[GIVEN RECORDS]:
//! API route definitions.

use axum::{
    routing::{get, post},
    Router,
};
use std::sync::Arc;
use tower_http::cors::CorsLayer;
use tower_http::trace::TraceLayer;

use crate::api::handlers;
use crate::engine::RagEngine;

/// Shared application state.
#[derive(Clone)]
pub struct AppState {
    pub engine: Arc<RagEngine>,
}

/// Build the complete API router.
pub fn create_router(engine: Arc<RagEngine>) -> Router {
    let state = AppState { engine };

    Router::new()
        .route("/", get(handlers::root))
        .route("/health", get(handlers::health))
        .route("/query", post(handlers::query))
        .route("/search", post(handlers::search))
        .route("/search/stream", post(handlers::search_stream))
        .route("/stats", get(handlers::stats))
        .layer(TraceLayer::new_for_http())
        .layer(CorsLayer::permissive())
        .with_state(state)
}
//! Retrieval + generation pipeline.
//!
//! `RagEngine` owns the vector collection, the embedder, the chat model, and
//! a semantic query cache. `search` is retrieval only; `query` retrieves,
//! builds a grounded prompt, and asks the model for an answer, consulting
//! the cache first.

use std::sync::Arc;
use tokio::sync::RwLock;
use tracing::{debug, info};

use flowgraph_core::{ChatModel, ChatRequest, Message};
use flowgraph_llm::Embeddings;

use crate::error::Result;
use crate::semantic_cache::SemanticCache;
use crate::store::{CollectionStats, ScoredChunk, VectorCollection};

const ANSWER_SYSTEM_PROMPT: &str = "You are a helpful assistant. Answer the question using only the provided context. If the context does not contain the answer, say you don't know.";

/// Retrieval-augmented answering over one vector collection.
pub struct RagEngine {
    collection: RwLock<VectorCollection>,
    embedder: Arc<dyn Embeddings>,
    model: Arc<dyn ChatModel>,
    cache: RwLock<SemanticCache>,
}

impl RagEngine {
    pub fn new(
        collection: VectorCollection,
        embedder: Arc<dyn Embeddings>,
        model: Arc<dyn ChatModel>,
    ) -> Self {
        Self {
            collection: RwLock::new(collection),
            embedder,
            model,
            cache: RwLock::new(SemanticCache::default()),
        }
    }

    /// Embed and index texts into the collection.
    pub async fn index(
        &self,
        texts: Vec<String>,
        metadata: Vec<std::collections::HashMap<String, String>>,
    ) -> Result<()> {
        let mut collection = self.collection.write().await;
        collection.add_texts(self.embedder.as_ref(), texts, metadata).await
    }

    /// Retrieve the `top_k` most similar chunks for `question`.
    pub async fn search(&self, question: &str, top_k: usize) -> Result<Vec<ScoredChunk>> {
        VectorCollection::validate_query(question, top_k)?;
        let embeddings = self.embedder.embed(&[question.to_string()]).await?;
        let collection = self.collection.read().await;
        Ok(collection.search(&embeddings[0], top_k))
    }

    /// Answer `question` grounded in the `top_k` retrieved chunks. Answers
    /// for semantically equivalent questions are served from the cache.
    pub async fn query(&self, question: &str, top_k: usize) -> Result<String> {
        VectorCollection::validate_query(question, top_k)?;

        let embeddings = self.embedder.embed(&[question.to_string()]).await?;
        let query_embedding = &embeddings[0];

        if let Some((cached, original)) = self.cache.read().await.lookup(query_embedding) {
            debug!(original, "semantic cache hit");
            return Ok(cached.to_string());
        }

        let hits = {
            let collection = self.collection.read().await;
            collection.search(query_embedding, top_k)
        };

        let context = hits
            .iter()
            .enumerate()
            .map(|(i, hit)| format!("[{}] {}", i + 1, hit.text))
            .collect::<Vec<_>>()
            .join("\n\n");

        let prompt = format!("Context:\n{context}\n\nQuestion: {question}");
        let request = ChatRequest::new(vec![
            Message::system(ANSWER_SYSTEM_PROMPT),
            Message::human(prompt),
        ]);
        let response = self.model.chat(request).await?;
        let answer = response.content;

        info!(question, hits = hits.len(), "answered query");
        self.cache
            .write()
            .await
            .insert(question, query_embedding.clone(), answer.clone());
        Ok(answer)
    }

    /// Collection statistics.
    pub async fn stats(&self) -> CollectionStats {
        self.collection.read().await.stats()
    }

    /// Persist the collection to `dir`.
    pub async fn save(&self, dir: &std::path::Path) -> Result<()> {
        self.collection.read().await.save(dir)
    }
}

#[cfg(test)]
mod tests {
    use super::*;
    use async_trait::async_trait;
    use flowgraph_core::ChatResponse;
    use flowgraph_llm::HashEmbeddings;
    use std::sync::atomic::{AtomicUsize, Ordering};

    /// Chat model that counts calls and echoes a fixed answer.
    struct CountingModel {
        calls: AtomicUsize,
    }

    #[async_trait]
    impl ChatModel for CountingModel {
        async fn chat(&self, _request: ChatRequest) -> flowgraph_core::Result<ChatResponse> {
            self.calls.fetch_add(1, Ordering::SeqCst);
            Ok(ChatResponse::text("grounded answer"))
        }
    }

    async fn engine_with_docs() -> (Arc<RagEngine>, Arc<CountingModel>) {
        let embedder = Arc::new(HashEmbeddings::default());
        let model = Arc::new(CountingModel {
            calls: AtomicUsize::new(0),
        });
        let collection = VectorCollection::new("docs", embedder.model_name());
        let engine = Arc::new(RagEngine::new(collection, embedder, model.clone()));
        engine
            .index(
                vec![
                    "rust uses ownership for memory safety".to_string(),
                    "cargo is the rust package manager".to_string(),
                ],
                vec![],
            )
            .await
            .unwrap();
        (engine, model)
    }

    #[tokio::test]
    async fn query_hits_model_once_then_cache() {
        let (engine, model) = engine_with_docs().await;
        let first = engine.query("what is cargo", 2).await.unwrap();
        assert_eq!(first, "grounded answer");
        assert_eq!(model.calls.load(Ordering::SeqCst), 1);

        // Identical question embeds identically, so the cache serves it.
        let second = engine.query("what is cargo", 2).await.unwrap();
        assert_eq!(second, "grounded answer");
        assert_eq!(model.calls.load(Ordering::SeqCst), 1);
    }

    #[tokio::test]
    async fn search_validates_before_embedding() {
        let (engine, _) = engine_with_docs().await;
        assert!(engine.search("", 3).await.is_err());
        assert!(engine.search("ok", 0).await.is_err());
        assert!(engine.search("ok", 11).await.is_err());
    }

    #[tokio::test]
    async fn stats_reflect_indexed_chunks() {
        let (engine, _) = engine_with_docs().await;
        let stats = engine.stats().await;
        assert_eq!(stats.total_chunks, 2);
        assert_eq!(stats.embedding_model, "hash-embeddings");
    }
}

==

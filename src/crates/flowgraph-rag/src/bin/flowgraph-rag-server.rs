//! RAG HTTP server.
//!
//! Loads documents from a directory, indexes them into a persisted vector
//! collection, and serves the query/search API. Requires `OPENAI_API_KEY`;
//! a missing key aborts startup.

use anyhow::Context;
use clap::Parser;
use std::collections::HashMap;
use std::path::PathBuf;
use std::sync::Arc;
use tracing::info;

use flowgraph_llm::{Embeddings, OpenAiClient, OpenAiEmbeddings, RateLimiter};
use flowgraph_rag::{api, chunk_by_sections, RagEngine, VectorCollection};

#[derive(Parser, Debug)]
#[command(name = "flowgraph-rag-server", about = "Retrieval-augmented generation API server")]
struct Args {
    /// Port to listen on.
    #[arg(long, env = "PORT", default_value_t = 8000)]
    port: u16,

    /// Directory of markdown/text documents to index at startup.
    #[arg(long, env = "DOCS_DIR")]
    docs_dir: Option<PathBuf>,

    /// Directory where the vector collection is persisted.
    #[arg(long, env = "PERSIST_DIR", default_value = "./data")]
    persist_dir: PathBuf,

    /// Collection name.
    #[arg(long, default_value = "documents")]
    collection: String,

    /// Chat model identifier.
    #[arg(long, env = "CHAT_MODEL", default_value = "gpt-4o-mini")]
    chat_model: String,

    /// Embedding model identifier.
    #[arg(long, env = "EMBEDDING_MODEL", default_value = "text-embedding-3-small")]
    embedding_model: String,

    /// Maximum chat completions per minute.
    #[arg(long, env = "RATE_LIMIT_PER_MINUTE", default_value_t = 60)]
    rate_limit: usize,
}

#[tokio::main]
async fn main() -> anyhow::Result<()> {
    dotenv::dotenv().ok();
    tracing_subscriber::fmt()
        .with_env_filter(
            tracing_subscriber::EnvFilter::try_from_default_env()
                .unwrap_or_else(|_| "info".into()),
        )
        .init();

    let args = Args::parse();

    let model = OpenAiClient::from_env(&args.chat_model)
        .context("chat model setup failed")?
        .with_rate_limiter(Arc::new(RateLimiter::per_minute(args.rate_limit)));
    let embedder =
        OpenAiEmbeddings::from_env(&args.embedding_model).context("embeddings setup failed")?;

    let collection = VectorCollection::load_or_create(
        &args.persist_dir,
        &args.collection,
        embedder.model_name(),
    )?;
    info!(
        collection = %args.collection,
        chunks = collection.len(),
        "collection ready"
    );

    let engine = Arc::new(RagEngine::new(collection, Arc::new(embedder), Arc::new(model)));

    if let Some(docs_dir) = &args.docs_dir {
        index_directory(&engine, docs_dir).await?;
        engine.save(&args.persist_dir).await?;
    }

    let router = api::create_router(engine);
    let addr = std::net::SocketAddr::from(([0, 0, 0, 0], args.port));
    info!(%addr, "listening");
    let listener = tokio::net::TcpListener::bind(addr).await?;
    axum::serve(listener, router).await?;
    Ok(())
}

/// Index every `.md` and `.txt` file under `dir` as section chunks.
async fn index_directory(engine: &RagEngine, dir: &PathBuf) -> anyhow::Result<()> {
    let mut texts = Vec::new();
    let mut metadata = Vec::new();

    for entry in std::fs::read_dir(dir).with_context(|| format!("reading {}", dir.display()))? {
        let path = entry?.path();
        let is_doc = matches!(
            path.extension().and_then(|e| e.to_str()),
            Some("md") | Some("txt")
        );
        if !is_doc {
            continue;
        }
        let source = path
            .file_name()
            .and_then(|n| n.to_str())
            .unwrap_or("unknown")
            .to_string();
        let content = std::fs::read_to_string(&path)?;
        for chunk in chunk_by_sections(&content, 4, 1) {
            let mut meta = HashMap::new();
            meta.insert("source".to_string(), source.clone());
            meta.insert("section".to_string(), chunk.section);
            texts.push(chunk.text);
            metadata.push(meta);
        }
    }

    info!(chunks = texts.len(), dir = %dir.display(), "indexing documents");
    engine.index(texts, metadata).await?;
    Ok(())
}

...

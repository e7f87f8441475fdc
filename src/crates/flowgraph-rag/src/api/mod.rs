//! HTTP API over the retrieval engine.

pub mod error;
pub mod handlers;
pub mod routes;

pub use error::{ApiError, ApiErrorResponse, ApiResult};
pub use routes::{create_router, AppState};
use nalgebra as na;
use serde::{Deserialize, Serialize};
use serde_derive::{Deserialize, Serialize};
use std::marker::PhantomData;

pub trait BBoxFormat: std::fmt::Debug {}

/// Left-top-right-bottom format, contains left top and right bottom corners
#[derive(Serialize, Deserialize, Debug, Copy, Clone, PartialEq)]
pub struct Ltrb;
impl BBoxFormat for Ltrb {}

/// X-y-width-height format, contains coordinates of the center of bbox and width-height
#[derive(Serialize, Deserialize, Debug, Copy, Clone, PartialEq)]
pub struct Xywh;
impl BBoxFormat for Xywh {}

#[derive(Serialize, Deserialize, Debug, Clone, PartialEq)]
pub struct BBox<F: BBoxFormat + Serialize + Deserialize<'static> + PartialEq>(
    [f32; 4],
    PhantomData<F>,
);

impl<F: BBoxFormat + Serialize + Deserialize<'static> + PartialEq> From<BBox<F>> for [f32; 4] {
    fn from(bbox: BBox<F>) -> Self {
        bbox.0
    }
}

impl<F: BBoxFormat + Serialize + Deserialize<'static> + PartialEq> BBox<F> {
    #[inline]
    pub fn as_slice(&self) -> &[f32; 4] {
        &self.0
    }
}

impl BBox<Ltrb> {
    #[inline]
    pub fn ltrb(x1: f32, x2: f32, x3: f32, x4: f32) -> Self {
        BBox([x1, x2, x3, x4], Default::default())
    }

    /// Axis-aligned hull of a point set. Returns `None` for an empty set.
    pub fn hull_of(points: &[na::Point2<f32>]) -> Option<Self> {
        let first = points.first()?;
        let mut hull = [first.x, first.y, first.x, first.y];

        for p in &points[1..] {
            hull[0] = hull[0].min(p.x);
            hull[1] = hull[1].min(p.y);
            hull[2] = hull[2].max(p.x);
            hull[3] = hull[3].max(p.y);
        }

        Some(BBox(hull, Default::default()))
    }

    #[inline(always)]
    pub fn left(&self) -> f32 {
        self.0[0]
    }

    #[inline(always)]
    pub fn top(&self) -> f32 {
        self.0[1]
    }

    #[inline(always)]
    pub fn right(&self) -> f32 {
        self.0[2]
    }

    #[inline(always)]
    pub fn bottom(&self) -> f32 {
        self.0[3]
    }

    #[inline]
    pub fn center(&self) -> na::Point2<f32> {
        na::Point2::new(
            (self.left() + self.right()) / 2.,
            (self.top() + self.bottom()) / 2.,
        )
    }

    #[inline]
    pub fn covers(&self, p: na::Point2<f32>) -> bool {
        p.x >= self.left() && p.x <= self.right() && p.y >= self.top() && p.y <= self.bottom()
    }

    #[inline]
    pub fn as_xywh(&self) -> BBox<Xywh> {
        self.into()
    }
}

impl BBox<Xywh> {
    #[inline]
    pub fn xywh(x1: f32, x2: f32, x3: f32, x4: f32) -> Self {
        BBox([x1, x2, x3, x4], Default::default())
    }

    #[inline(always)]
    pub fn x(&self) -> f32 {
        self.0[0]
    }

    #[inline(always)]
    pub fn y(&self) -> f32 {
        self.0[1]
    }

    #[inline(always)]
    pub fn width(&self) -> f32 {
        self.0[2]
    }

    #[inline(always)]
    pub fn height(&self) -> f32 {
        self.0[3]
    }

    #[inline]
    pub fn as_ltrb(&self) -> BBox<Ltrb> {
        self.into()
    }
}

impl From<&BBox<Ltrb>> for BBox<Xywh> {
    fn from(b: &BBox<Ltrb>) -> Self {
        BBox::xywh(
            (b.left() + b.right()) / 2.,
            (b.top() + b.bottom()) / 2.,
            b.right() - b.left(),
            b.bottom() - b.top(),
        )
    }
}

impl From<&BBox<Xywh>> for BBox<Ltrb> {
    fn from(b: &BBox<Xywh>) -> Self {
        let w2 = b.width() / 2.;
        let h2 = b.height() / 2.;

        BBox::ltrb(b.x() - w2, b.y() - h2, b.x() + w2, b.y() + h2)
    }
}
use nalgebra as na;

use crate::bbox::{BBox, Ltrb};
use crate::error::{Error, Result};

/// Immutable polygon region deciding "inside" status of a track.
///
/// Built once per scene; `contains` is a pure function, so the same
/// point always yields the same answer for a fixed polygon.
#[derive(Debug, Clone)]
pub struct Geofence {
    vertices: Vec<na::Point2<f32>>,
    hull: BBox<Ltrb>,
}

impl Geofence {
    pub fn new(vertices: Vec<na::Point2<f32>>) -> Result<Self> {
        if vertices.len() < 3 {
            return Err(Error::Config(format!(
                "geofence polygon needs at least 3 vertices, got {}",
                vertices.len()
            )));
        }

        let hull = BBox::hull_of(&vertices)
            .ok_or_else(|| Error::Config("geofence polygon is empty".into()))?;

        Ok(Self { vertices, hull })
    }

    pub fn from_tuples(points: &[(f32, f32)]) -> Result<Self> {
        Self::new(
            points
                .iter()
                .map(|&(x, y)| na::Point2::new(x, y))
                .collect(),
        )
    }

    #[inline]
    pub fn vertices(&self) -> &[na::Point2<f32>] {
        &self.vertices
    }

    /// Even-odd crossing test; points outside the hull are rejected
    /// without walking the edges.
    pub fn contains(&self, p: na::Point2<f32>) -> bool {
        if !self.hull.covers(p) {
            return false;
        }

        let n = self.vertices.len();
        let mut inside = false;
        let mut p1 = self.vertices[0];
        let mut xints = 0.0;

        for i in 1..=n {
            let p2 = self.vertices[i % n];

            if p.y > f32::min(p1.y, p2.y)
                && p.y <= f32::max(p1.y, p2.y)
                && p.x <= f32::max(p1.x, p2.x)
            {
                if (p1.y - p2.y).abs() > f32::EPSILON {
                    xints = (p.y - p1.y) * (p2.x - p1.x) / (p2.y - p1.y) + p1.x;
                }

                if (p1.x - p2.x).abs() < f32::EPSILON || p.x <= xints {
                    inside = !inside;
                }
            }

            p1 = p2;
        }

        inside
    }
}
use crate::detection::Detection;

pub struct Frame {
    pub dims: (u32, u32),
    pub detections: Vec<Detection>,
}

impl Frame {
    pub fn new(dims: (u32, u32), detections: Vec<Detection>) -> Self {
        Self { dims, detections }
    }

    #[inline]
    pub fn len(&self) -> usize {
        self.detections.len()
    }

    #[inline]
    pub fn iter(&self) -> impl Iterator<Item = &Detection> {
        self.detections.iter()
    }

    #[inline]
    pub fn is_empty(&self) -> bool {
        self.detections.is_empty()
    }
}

[WORK INSTRUCTIONS]:
Look through the material above. Copy each line where the word "Ordering" appears.

[WRITTEN RESPONSE]:
    use std::sync::atomic::{AtomicUsize, Ordering};
            self.calls.fetch_add(1, Ordering::SeqCst);
        assert_eq!(model.calls.load(Ordering::SeqCst), 1);
        assert_eq!(model.calls.load(Ordering::SeqCst), 1);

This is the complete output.